EXERCISE BRIEF
Give back the data below exactly as it was given.
========
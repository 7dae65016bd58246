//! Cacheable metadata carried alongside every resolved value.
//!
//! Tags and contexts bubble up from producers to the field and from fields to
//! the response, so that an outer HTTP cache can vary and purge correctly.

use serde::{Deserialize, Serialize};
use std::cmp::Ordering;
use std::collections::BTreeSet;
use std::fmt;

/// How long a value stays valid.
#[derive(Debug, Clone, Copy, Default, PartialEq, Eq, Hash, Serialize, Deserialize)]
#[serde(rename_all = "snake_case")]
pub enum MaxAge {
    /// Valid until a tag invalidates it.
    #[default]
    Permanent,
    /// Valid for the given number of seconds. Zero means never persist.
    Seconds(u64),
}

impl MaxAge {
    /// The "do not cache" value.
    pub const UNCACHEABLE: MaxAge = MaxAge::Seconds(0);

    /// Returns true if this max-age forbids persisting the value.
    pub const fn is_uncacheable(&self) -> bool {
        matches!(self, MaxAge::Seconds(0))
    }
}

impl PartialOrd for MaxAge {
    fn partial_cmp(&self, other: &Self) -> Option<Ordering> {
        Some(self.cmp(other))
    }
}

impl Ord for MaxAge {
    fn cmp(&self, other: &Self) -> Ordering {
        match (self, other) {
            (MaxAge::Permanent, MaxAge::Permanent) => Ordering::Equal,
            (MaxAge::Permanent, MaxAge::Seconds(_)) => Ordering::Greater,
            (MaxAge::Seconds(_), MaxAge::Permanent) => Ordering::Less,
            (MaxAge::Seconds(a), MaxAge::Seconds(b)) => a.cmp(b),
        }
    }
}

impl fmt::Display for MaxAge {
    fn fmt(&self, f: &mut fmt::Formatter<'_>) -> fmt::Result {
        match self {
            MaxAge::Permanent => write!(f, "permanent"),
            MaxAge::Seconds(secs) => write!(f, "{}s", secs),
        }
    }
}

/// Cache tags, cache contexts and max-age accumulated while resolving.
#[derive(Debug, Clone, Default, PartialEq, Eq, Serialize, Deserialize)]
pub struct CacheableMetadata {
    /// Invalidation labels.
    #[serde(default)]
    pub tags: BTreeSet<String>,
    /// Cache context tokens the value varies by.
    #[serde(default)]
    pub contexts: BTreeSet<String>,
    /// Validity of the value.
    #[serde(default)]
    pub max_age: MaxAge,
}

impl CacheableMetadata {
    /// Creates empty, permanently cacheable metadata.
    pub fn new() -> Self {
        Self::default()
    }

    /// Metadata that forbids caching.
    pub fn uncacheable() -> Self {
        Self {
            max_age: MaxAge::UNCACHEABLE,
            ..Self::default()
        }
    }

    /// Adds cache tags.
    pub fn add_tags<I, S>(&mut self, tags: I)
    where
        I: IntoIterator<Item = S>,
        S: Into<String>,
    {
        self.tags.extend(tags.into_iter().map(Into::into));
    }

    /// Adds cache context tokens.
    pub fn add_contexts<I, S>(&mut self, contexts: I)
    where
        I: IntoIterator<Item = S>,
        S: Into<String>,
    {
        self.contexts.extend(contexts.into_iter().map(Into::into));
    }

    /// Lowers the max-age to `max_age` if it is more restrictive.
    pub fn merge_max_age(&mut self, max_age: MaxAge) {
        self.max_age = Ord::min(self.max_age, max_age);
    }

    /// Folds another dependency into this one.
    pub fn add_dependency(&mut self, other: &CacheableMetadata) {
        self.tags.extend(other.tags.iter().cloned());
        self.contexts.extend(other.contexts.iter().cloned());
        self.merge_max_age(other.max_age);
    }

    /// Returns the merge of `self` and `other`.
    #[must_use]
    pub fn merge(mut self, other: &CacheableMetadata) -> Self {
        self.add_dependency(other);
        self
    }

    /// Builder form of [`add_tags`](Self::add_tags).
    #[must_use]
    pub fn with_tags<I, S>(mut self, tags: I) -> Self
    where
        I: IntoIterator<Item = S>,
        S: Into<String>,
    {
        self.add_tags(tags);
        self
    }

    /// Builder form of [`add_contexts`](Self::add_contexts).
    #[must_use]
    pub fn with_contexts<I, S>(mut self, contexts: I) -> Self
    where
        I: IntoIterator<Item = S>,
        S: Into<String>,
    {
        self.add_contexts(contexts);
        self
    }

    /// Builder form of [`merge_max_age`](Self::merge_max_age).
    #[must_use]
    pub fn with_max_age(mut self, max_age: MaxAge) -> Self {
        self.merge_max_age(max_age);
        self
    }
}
========
SOLVED PROBLEM
repository 7dae65016bd58246
//! Cacheable metadata carried alongside every resolved value.
//!
//! Tags and contexts bubble up from producers to the field and from fields to
//! the response, so that an outer HTTP cache can vary and purge correctly.

use serde::{Deserialize, Serialize};
use std::cmp::Ordering;
use std::collections::BTreeSet;
use std::fmt;

/// How long a value stays valid.
#[derive(Debug, Clone, Copy, Default, PartialEq, Eq, Hash, Serialize, Deserialize)]
#[serde(rename_all = "snake_case")]
pub enum MaxAge {
    /// Valid until a tag invalidates it.
    #[default]
    Permanent,
    /// Valid for the given number of seconds. Zero means never persist.
    Seconds(u64),
}

impl MaxAge {
    /// The "do not cache" value.
    pub const UNCACHEABLE: MaxAge = MaxAge::Seconds(0);

    /// Returns true if this max-age forbids persisting the value.
    pub const fn is_uncacheable(&self) -> bool {
        matches!(self, MaxAge::Seconds(0))
    }
}

impl PartialOrd for MaxAge {
    fn partial_cmp(&self, other: &Self) -> Option<Ordering> {
        Some(self.cmp(other))
    }
}

impl Ord for MaxAge {
    fn cmp(&self, other: &Self) -> Ordering {
        match (self, other) {
            (MaxAge::Permanent, MaxAge::Permanent) => Ordering::Equal,
            (MaxAge::Permanent, MaxAge::Seconds(_)) => Ordering::Greater,
            (MaxAge::Seconds(_), MaxAge::Permanent) => Ordering::Less,
            (MaxAge::Seconds(a), MaxAge::Seconds(b)) => a.cmp(b),
        }
    }
}

impl fmt::Display for MaxAge {
    fn fmt(&self, f: &mut fmt::Formatter<'_>) -> fmt::Result {
        match self {
            MaxAge::Permanent => write!(f, "permanent"),
            MaxAge::Seconds(secs) => write!(f, "{}s", secs),
        }
    }
}

/// Cache tags, cache contexts and max-age accumulated while resolving.
#[derive(Debug, Clone, Default, PartialEq, Eq, Serialize, Deserialize)]
pub struct CacheableMetadata {
    /// Invalidation labels.
    #[serde(default)]
    pub tags: BTreeSet<String>,
    /// Cache context tokens the value varies by.
    #[serde(default)]
    pub contexts: BTreeSet<String>,
    /// Validity of the value.
    #[serde(default)]
    pub max_age: MaxAge,
}

impl CacheableMetadata {
    /// Creates empty, permanently cacheable metadata.
    pub fn new() -> Self {
        Self::default()
    }

    /// Metadata that forbids caching.
    pub fn uncacheable() -> Self {
        Self {
            max_age: MaxAge::UNCACHEABLE,
            ..Self::default()
        }
    }

    /// Adds cache tags.
    pub fn add_tags<I, S>(&mut self, tags: I)
    where
        I: IntoIterator<Item = S>,
        S: Into<String>,
    {
        self.tags.extend(tags.into_iter().map(Into::into));
    }

    /// Adds cache context tokens.
    pub fn add_contexts<I, S>(&mut self, contexts: I)
    where
        I: IntoIterator<Item = S>,
        S: Into<String>,
    {
        self.contexts.extend(contexts.into_iter().map(Into::into));
    }

    /// Lowers the max-age to `max_age` if it is more restrictive.
    pub fn merge_max_age(&mut self, max_age: MaxAge) {
        self.max_age = Ord::min(self.max_age, max_age);
    }

    /// Folds another dependency into this one.
    pub fn add_dependency(&mut self, other: &CacheableMetadata) {
        self.tags.extend(other.tags.iter().cloned());
        self.contexts.extend(other.contexts.iter().cloned());
        self.merge_max_age(other.max_age);
    }

    /// Returns the merge of `self` and `other`.
    #[must_use]
    pub fn merge(mut self, other: &CacheableMetadata) -> Self {
        self.add_dependency(other);
        self
    }

    /// Builder form of [`add_tags`](Self::add_tags).
    #[must_use]
    pub fn with_tags<I, S>(mut self, tags: I) -> Self
    where
        I: IntoIterator<Item = S>,
        S: Into<String>,
    {
        self.add_tags(tags);
        self
    }

    /// Builder form of [`add_contexts`](Self::add_contexts).
    #[must_use]
    pub fn with_contexts<I, S>(mut self, contexts: I) -> Self
    where
        I: IntoIterator<Item = S>,
        S: Into<String>,
    {
        self.add_contexts(contexts);
        self
    }

    /// Builder form of [`merge_max_age`](Self::merge_max_age).
    #[must_use]
    pub fn with_max_age(mut self, max_age: MaxAge) -> Self {
        self.merge_max_age(max_age);
        self
    }
}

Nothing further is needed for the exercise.